La verdadera paz es un fuego
ardiente
Notas para una homilía
Domingo de la vigésima semana del tiempo ordinario
Ciclo C
Jeremías 38, 4-6. 8-10
Hebreos 12, 1-4
Lucas 12, 49-53
“¿Piensan acaso que he venido a traer paz a la tierra? De ningún modo. No he venido a traer la paz, sino la división.”
La Paz verdadera
no es igual a la tranquilidad. Hay un lugar donde hay mucha paz, mucha tranquilidad
– el cementerio. Pero, no es un lugar de vida – sino de los muertos.
A veces
encontramos comunidades, familias, que aparecen tranquilas – pero, debajo de la
tranquilidad hay violencia, abuso, desigualdad y más.
La verdadera paz
es fruto de la justicia, es fruto de la reconciliación. La verdadera paz no se
edificado sobre cimientos de injusticia, opresión, violencia.
Un profeta habla
la verdad porque tiene una visión clara de lo que Dios es. Por eso, el profeta perturba la paz falsa. Como decían los jefes del profeta Jeremías “desmoraliza
a los guerreros… y a todo el pueblo”.
Una religión de
falsos profetas no cuestiona los poderes, económicos, políticos, sociales,
religiosos. Promueva la pasividad y la obediencia ciega.
Cristo ha venido
para derrumbar la paz falsa, la paz basada en el pecado, en la injusticia – los
pecados encontrados en nuestras vidas, en nuestras comunidades.
Cristo no vino
para tranquilizar a la gente – como una droga, como una pastilla para dormir.
Cristo vino
como un fuego para “destruir tanta mentira, violencia e injusticia”. Un fuego
como él que animaba a los santos, como Monseñor Romero, a decir la verdad – no
le importaban las consecuencias. Un fuego como él que movió a Madre Teresa de
dejar al lado la seguridad del convento para atender a los descartados. Un
fuego como él que mueve padres y madres a cuidar a sus hijos, especialmente los
niños especiales. Un fuego que puede animar a un pueblo a proteger a los más
débiles entre ellos, a proteger la casa común, a pesar de las consecuencias.
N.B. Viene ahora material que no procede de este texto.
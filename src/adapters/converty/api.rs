use crate::error::Result;
use reqwest::header::{ACCEPT, AUTHORIZATION};
use reqwest::{Method, StatusCode};

#[derive(Debug, Clone)]
pub struct RawResponse {
    pub status: StatusCode,
    pub body: String,
}

/// Authenticated requests against the partner REST API.
/// Neither retries nor refreshes; callers hand in a token they know to be valid.
#[derive(Clone, Debug)]
pub struct PartnerApi {
    http: reqwest::Client,
    base_url: String,
}

impl PartnerApi {
    #[must_use]
    pub fn new(http: reqwest::Client, base_url: &str) -> Self {
        Self { http, base_url: base_url.trim_end_matches('/').to_string() }
    }

    /// Issues one request and returns the status and body as received.
    ///
    /// # Errors
    /// Returns `AppError::Network` if the request cannot be sent or the body cannot be read.
    #[tracing::instrument(level = "debug", skip(self, access_token), err(level = "warn"))]
    pub async fn call_raw(&self, method: Method, path: &str, access_token: &str) -> Result<RawResponse> {
        self.send(method, path, access_token, &[]).await
    }

    /// Same as [`Self::call_raw`] for a GET with query parameters.
    ///
    /// # Errors
    /// Returns `AppError::Network` if the request cannot be sent or the body cannot be read.
    #[tracing::instrument(level = "debug", skip(self, access_token, params), err(level = "warn"))]
    pub async fn get(&self, path: &str, access_token: &str, params: &[(&str, String)]) -> Result<RawResponse> {
        self.send(Method::GET, path, access_token, params).await
    }

    async fn send(
        &self,
        method: Method,
        path: &str,
        access_token: &str,
        params: &[(&str, String)],
    ) -> Result<RawResponse> {
        let url = format!("{}{}", self.base_url, path);
        let mut request = self
            .http
            .request(method, url)
            .header(AUTHORIZATION, format!("Bearer {access_token}"))
            .header(ACCEPT, "application/json");
        if !params.is_empty() {
            request = request.query(params);
        }

        let response = request.send().await?;
        let status = response.status();
        let body = response.text().await?;

        tracing::debug!(status = status.as_u16(), "Partner API responded");
        Ok(RawResponse { status, body })
    }
}
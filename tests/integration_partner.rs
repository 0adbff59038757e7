#![allow(clippy::unwrap_used, clippy::panic, clippy::missing_panics_doc, missing_debug_implementations, unreachable_pub)]
use reqwest::StatusCode;
use serde_json::json;
use time::Duration;
use wiremock::matchers::{header, method, path, query_param};
use wiremock::{Mock, ResponseTemplate};
mod common;

fn orders_body() -> serde_json::Value {
    json!({
        "success": true,
        "message": "ok",
        "data": [
            {
                "id": "o-1",
                "customer": { "name": "Amine", "address": "12 Rue de Marseille", "phone": "22000000", "city": "Tunis" },
                "status": "pending",
                "created_at": "2024-06-30T08:15:00Z"
            },
            {
                "id": "o-2",
                "customer": { "name": "Sarra" },
                "status": "shipped",
                "created_at": "not a date"
            }
        ]
    })
}

#[tokio::test]
async fn test_get_products_passes_partner_body_through() {
    let app = common::TestApp::spawn().await;
    app.seed_token("access-1", Duration::hours(1), Duration::days(1)).await;
    Mock::given(method("GET"))
        .and(path("/api/v1/products"))
        .and(header("authorization", "Bearer access-1"))
        .and(header("accept", "application/json"))
        .respond_with(ResponseTemplate::new(200).set_body_string(r#"{"data":[{"id":"p-1","name":"Mug"}]}"#))
        .expect(1)
        .mount(&app.upstream)
        .await;

    let resp = app.client.get(app.url("/get-products")).send().await.unwrap();

    assert_eq!(resp.status(), StatusCode::OK);
    assert_eq!(resp.headers()["content-type"], "application/json");
    let body: serde_json::Value = resp.json().await.unwrap();
    assert_eq!(body["data"][0]["name"], "Mug");
}

#[tokio::test]
async fn test_get_products_refreshes_stale_token_first() {
    let app = common::TestApp::spawn().await;
    app.seed_token("access-1", Duration::minutes(-1), Duration::days(1)).await;
    Mock::given(method("POST"))
        .and(path(common::TOKEN_PATH))
        .respond_with(ResponseTemplate::new(200).set_body_json(json!({
            "access_token": "access-2",
            "refresh_token": "refresh-2",
            "expires_in": 3600
        })))
        .expect(1)
        .mount(&app.upstream)
        .await;
    Mock::given(method("GET"))
        .and(path("/api/v1/products"))
        .and(header("authorization", "Bearer access-2"))
        .respond_with(ResponseTemplate::new(200).set_body_string("[]"))
        .expect(1)
        .mount(&app.upstream)
        .await;

    let resp = app.client.get(app.url("/get-products")).send().await.unwrap();
    assert_eq!(resp.status(), StatusCode::OK);
}

#[tokio::test]
async fn test_get_products_upstream_failure_is_bad_gateway() {
    let app = common::TestApp::spawn().await;
    app.seed_token("access-1", Duration::hours(1), Duration::days(1)).await;
    Mock::given(method("GET"))
        .and(path("/api/v1/products"))
        .respond_with(ResponseTemplate::new(503).set_body_string("maintenance"))
        .mount(&app.upstream)
        .await;

    let resp = app.client.get(app.url("/get-products")).send().await.unwrap();

    assert_eq!(resp.status(), StatusCode::BAD_GATEWAY);
    let body: serde_json::Value = resp.json().await.unwrap();
    assert_eq!(body["error"], "API request failed with status 503: maintenance");
}

#[tokio::test]
async fn test_list_orders_maps_query_and_items() {
    let app = common::TestApp::spawn().await;
    app.seed_token("access-1", Duration::hours(1), Duration::days(1)).await;
    Mock::given(method("GET"))
        .and(path("/api/v1/orders"))
        .and(query_param("store_id", "store-9"))
        .and(query_param("page", "3"))
        .and(query_param("limit", "10"))
        .and(query_param("status", "pending"))
        .and(query_param("deliveryCompany", "aramex"))
        .respond_with(ResponseTemplate::new(200).set_body_json(orders_body()))
        .expect(1)
        .mount(&app.upstream)
        .await;

    let resp = app
        .client
        .get(app.url("/api/v1/orders"))
        .query(&[("page", "3"), ("status", "pending"), ("deliveryCompany", "aramex")])
        .send()
        .await
        .unwrap();

    assert_eq!(resp.status(), StatusCode::OK);
    let orders: Vec<serde_json::Value> = resp.json().await.unwrap();
    assert_eq!(orders.len(), 2);
    assert_eq!(orders[0]["id"], "o-1");
    assert_eq!(orders[0]["customer"]["city"], "Tunis");
    assert_eq!(orders[0]["created_at"], "2024-06-30T08:15:00Z");
    // The unparsable timestamp falls back to the time of the request.
    assert_eq!(orders[1]["customer"]["email"], "");
    assert!(orders[1]["created_at"].as_str().unwrap() > "2025-01-01");
}

#[tokio::test]
async fn test_list_orders_retries_once_after_unauthorized() {
    let app = common::TestApp::spawn().await;
    app.seed_token("revoked", Duration::hours(1), Duration::days(1)).await;
    Mock::given(method("GET"))
        .and(path("/api/v1/orders"))
        .and(header("authorization", "Bearer revoked"))
        .respond_with(ResponseTemplate::new(401))
        .expect(1)
        .mount(&app.upstream)
        .await;
    Mock::given(method("POST"))
        .and(path(common::TOKEN_PATH))
        .respond_with(ResponseTemplate::new(200).set_body_json(json!({
            "access_token": "access-2",
            "refresh_token": "refresh-2",
            "expires_in": 3600
        })))
        .expect(1)
        .mount(&app.upstream)
        .await;
    Mock::given(method("GET"))
        .and(path("/api/v1/orders"))
        .and(header("authorization", "Bearer access-2"))
        .respond_with(ResponseTemplate::new(200).set_body_json(orders_body()))
        .expect(1)
        .mount(&app.upstream)
        .await;

    let resp = app.client.get(app.url("/api/v1/orders")).send().await.unwrap();

    assert_eq!(resp.status(), StatusCode::OK);
    assert_eq!(app.stored_token().await.unwrap().access_token, "access-2");
}

#[tokio::test]
async fn test_list_orders_rejected_by_partner() {
    let app = common::TestApp::spawn().await;
    app.seed_token("access-1", Duration::hours(1), Duration::days(1)).await;
    Mock::given(method("GET"))
        .and(path("/api/v1/orders"))
        .respond_with(ResponseTemplate::new(200).set_body_json(json!({"success": false, "message": "store disabled"})))
        .mount(&app.upstream)
        .await;

    let resp = app.client.get(app.url("/api/v1/orders")).send().await.unwrap();

    assert_eq!(resp.status(), StatusCode::BAD_GATEWAY);
    let body: serde_json::Value = resp.json().await.unwrap();
    assert_eq!(body["error"], "Upstream rejected the request: store disabled");
}

#[tokio::test]
async fn test_partner_routes_require_authorization() {
    let app = common::TestApp::spawn().await;

    for route in ["/get-products", "/api/v1/orders"] {
        let resp = app.client.get(app.url(route)).send().await.unwrap();
        assert_eq!(resp.status(), StatusCode::UNAUTHORIZED);
    }
}
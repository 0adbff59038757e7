use axum::{
    Json,
    extract::rejection::JsonRejection,
    http::StatusCode,
    response::{IntoResponse, Response},
};
use serde_json::json;
use thiserror::Error;
use time::OffsetDateTime;

/// Failures of the OAuth2 token lifecycle.
#[derive(Error, Debug)]
pub enum AuthError {
    #[error("Invalid state parameter")]
    InvalidState,
    #[error("No authorization code received")]
    MissingCode,
    #[error("No token found, please re-authenticate via /login")]
    NoTokenFound,
    #[error("No refresh token available, please re-authenticate via /login")]
    NoRefreshToken,
    #[error("Refresh token has expired at: {expired_at}, please re-authenticate via /login")]
    RefreshTokenExpired { expired_at: OffsetDateTime },
    #[error("Token request failed with status {status}: {body}")]
    TokenExchangeFailed { status: u16, body: String },
    #[error("Failed to parse token response: {0}")]
    MalformedTokenResponse(String),
}

#[derive(Error, Debug)]
pub enum AppError {
    #[error(transparent)]
    Auth(#[from] AuthError),
    #[error("Database error: {0}")]
    Database(#[from] sqlx::Error),
    #[error("Failed to reach upstream: {0}")]
    Network(#[from] reqwest::Error),
    #[error("API request failed with status {status}: {body}")]
    Upstream { status: u16, body: String },
    #[error("Upstream rejected the request: {0}")]
    UpstreamRejected(String),
    #[error("{0} not found")]
    NotFound(String),
    #[error("Invalid request: {0}")]
    BadRequest(String),
    #[error("Internal server error")]
    Internal,
}

pub type Result<T> = std::result::Result<T, AppError>;

impl AuthError {
    const fn status_code(&self) -> StatusCode {
        match self {
            Self::InvalidState | Self::MissingCode | Self::NoRefreshToken => StatusCode::BAD_REQUEST,
            Self::NoTokenFound
            | Self::RefreshTokenExpired { .. }
            | Self::TokenExchangeFailed { .. }
            | Self::MalformedTokenResponse(_) => StatusCode::UNAUTHORIZED,
        }
    }
}

impl From<JsonRejection> for AppError {
    fn from(rejection: JsonRejection) -> Self {
        Self::BadRequest(rejection.body_text())
    }
}

impl IntoResponse for AppError {
    fn into_response(self) -> Response {
        let (status, message) = match self {
            Self::Auth(e) => {
                tracing::debug!(error = %e, "Authorization failed");
                (e.status_code(), e.to_string())
            }
            Self::Database(e) => {
                tracing::error!(error = %e, "Database error");
                (StatusCode::INTERNAL_SERVER_ERROR, "Internal server error".to_string())
            }
            e @ (Self::Network(_) | Self::Upstream { .. } | Self::UpstreamRejected(_)) => {
                tracing::warn!(error = %e, "Upstream failure");
                (StatusCode::BAD_GATEWAY, e.to_string())
            }
            e @ Self::NotFound(_) => {
                tracing::debug!("Resource not found");
                (StatusCode::NOT_FOUND, e.to_string())
            }
            Self::BadRequest(msg) => {
                tracing::debug!(message = %msg, "Bad request");
                (StatusCode::BAD_REQUEST, msg)
            }
            Self::Internal => {
                tracing::error!("Internal server error occurred");
                (StatusCode::INTERNAL_SERVER_ERROR, "Internal server error".to_string())
            }
        };

        let body = Json(json!({
            "error": message
        }));

        (status, body).into_response()
    }
}
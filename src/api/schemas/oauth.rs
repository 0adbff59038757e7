use crate::domain::token::TokenRecord;
use serde::{Deserialize, Serialize};

#[derive(Debug, Deserialize)]
pub struct LoginParams {
    pub user_id: Option<String>,
}

#[derive(Debug, Deserialize)]
pub struct CallbackParams {
    pub code: Option<String>,
    pub state: Option<String>,
}

#[derive(Debug, Default, Deserialize)]
pub struct UserParams {
    pub user_id: Option<String>,
}

/// Token pair as returned by the refresh endpoints.
#[derive(Debug, Serialize, Deserialize)]
pub struct TokenResponse {
    pub access_token: String,
    pub refresh_token: String,
    pub expires_in: i64,
    pub token_type: String,
}

impl From<TokenRecord> for TokenResponse {
    fn from(record: TokenRecord) -> Self {
        Self {
            access_token: record.access_token,
            refresh_token: record.refresh_token,
            expires_in: record.expires_in,
            token_type: record.token_type,
        }
    }
}
use crate::adapters::converty::{PartnerApi, RawResponse};
use crate::domain::order::{Customer, Order, OrderQuery};
use crate::error::{AppError, Result};
use crate::services::token_service::TokenService;
use reqwest::{Method, StatusCode};
use serde::Deserialize;
use time::OffsetDateTime;

const PRODUCTS_PATH: &str = "/api/v1/products";
const ORDERS_PATH: &str = "/api/v1/orders";

#[derive(Debug, Deserialize)]
struct OrdersEnvelope {
    success: bool,
    #[serde(default)]
    message: String,
    #[serde(default)]
    data: Vec<OrderItem>,
}

#[derive(Debug, Deserialize)]
struct OrderItem {
    id: String,
    #[serde(default)]
    customer: Customer,
    #[serde(default)]
    status: String,
    #[serde(default)]
    created_at: String,
}

/// Partner API operations that need a valid access token.
#[derive(Clone, Debug)]
pub struct PartnerService {
    api: PartnerApi,
    tokens: TokenService,
    store_id: Option<String>,
}

impl PartnerService {
    #[must_use]
    pub fn new(api: PartnerApi, tokens: TokenService, store_id: Option<String>) -> Self {
        Self { api, tokens, store_id }
    }

    /// Fetches the product catalogue and returns the body untouched.
    ///
    /// # Errors
    /// Token errors, `AppError::Network`, or `AppError::Upstream` for a non-200 response.
    #[tracing::instrument(skip(self), err(level = "warn"))]
    pub async fn get_products(&self, user_id: &str) -> Result<String> {
        let token = self.tokens.get_valid_access_token(user_id).await?;
        let response = self.api.call_raw(Method::GET, PRODUCTS_PATH, &token).await?;
        ensure_ok(response)
    }

    /// Lists orders. A 401 triggers exactly one forced refresh and one retry.
    ///
    /// # Errors
    /// Token errors, `AppError::Network`, `AppError::Upstream` for a non-200 response,
    /// `AppError::UpstreamRejected` when the partner reports failure or returns an unreadable body.
    #[tracing::instrument(skip(self, query), fields(page = query.page, limit = query.limit), err(level = "warn"))]
    pub async fn list_orders(&self, user_id: &str, query: &OrderQuery) -> Result<Vec<Order>> {
        let params = query.to_params(self.store_id.as_deref());

        let token = self.tokens.get_valid_access_token(user_id).await?;
        let mut response = self.api.get(ORDERS_PATH, &token, &params).await?;

        if response.status == StatusCode::UNAUTHORIZED {
            tracing::info!("Partner API rejected the access token, refreshing once");
            let token = self.tokens.force_refresh(user_id, &token).await?;
            response = self.api.get(ORDERS_PATH, &token, &params).await?;
        }

        let body = ensure_ok(response)?;
        parse_orders(&body, OffsetDateTime::now_utc())
    }
}

fn ensure_ok(response: RawResponse) -> Result<String> {
    if response.status == StatusCode::OK {
        Ok(response.body)
    } else {
        Err(AppError::Upstream { status: response.status.as_u16(), body: response.body })
    }
}

fn parse_orders(body: &str, now: OffsetDateTime) -> Result<Vec<Order>> {
    let envelope: OrdersEnvelope = serde_json::from_str(body)
        .map_err(|e| AppError::UpstreamRejected(format!("failed to parse response: {e}")))?;

    if !envelope.success {
        return Err(AppError::UpstreamRejected(envelope.message));
    }

    Ok(envelope
        .data
        .into_iter()
        .map(|item| Order {
            created_at: Order::parse_created_at(&item.created_at, now),
            id: item.id,
            customer: item.customer,
            status: item.status,
        })
        .collect())
}
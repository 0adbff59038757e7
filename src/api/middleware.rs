use crate::error::AppError;
use axum::Json;
use axum::extract::{self, FromRequest};
use axum::http::Request;
use serde::de::DeserializeOwned;
use tower_http::request_id::{MakeRequestId, RequestId};
use uuid::Uuid;

/// Generates time-ordered request ids for requests that arrive without an `x-request-id`.
#[derive(Clone, Copy, Debug, Default)]
pub struct MakeRequestUuidV7;

impl MakeRequestId for MakeRequestUuidV7 {
    fn make_request_id<B>(&mut self, _request: &Request<B>) -> Option<RequestId> {
        let id = Uuid::now_v7().to_string().parse().ok()?;
        Some(RequestId::new(id))
    }
}

/// `Json` extractor whose rejections carry the usual `{"error": ...}` body.
#[derive(Debug)]
pub struct ApiJson<T>(pub T);

impl<T, S> FromRequest<S> for ApiJson<T>
where
    T: DeserializeOwned,
    S: Send + Sync,
{
    type Rejection = AppError;

    async fn from_request(req: extract::Request, state: &S) -> Result<Self, Self::Rejection> {
        let Json(value) = Json::<T>::from_request(req, state).await?;
        Ok(Self(value))
    }
}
Estamos rodeados de un gran nube de testigos que deben
animarnos a correr con constancia, siguiéndole al Reino de Dios, con nuestros
ojos fijos en Cristo – que se entregó para con nosotros hasta la muerte, para
mostrarnos el camino a Dios.
No debemos ser cristianos dormidos, pasivos – ni
cristianos tímidos y miedosos.
Debemos seguir como Jesús, recordando nuestros
antepasados en la fe que nos han mostrado que están dispuestos a arriesgarse
para seguirle a Cristo.
“Mediten,
pues, en el ejemplo de aquel que quiso sufrir tanta oposición de parte de los
pecadores, y no se cansen ni pierdan el ánimo, porque todavía no han llegado a
derramar su sangre en la lucha contra el pecado”.
No es fácil, pero recordemos la oración al Espíritu
Santo.
“Bendícenos, Espíritu Santo; enciende en nosotros el fuego de tu amor.”